Angka ini lebih tinggi dibandingkan CAGR sejak tahun 2000 yang tercatat sebesar 4,9 persen.
MGI menyusun perhitungannya dengan mengacu pada pengalaman negara-negara lain sebagai benchmark. Metodologi yang digunakan mencakup setidaknya empat komponen utama.
Pertama, analisis terhadap pertumbuhan ekonomi dan produktivitas. Kedua, analisis mengenai ukuran perusahaan serta input-input yang digunakan.
Ketiga, kajian terhadap sektor-sektor ekonomi dan metrik pendukung (enabler metrics). Keempat, komparasi dengan negara-negara Asia sebagai pembanding.

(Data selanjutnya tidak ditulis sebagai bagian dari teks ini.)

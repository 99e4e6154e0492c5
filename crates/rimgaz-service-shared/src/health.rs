//! Health check handlers for liveness and readiness checks.

use axum::{
    extract::State,
    http::StatusCode,
    response::{IntoResponse, Response},
    Json,
};
use serde::{Deserialize, Serialize};

use crate::AppState;

/// Health status response for liveness and readiness checks.
#[derive(Debug, Clone, Serialize, Deserialize)]
pub struct HealthStatus {
    /// "ok" or "not_ready: <reason>".
    pub status: String,

    pub service: String,

    pub version: String,

    /// Number of buses in the loaded fleet (readiness only).
    #[serde(skip_serializing_if = "Option::is_none")]
    pub buses_loaded: Option<usize>,

    /// Number of active geofence zones (readiness only).
    #[serde(skip_serializing_if = "Option::is_none")]
    pub active_zones: Option<usize>,
}

impl HealthStatus {
    pub fn alive(service: &str, version: &str) -> Self {
        Self {
            status: "ok".to_string(),
            service: service.to_string(),
            version: version.to_string(),
            buses_loaded: None,
            active_zones: None,
        }
    }

    pub fn ready(service: &str, version: &str, buses: usize, active_zones: usize) -> Self {
        Self {
            status: "ok".to_string(),
            service: service.to_string(),
            version: version.to_string(),
            buses_loaded: Some(buses),
            active_zones: Some(active_zones),
        }
    }

    pub fn not_ready(service: &str, version: &str, reason: &str) -> Self {
        Self {
            status: format!("not_ready: {}", reason),
            service: service.to_string(),
            version: version.to_string(),
            buses_loaded: None,
            active_zones: None,
        }
    }
}

/// Liveness check handler.
///
/// ```text
/// GET /health/live
/// {"status":"ok","service":"rimgaz-service-shared","version":"0.1.0"}
/// ```
pub async fn health_live() -> impl IntoResponse {
    let status = HealthStatus::alive(env!("CARGO_PKG_NAME"), env!("CARGO_PKG_VERSION"));
    (StatusCode::OK, Json(status))
}

/// Readiness check handler.
///
/// Ready once at least one bus is loaded. Zero active zones is a valid
/// configuration (geofencing disabled) and does not affect readiness.
///
/// ```text
/// GET /health/ready
/// {"status":"ok","service":"rimgaz-service-shared","version":"0.1.0","buses_loaded":3,"active_zones":2}
/// ```
pub async fn health_ready(State(state): State<AppState>) -> Response {
    let service = env!("CARGO_PKG_NAME");
    let version = env!("CARGO_PKG_VERSION");

    let buses = state.bus_count();
    if buses == 0 {
        let status = HealthStatus::not_ready(service, version, "no buses loaded");
        return (StatusCode::SERVICE_UNAVAILABLE, Json(status)).into_response();
    }

    let status = HealthStatus::ready(service, version, buses, state.active_zone_count());
    (StatusCode::OK, Json(status)).into_response()
}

Berdasarkan laporan tersebut, untuk mencapai negara maju pada 2045, produktivitas harus tumbuh setidaknya 1,6 kali dari kondisi sekarang.
Kontribusi dari perubahan demograsi/populasi hanya sekitar 0,5 persen poin terhadap pertumbuhan PDB.
Nilai ini lebih rendah dari pola pertumbuhan antara tahun 2000 hingga sekarang, sekitar 1,8 persen poin. Sedangkan pertumbuhan 4,9 persen poin adalah berasal dari peningkatan produktivitas.
Untuk mencapai skenario pertumbuhan 4,9 persen dari produktivitas, salah satu pendekatan yang dilakukan di berbagai kasus negara lain adalah meningkatkan laju capital deepening, yaitu peningkatan jumlah modal atau investasi per pekerja.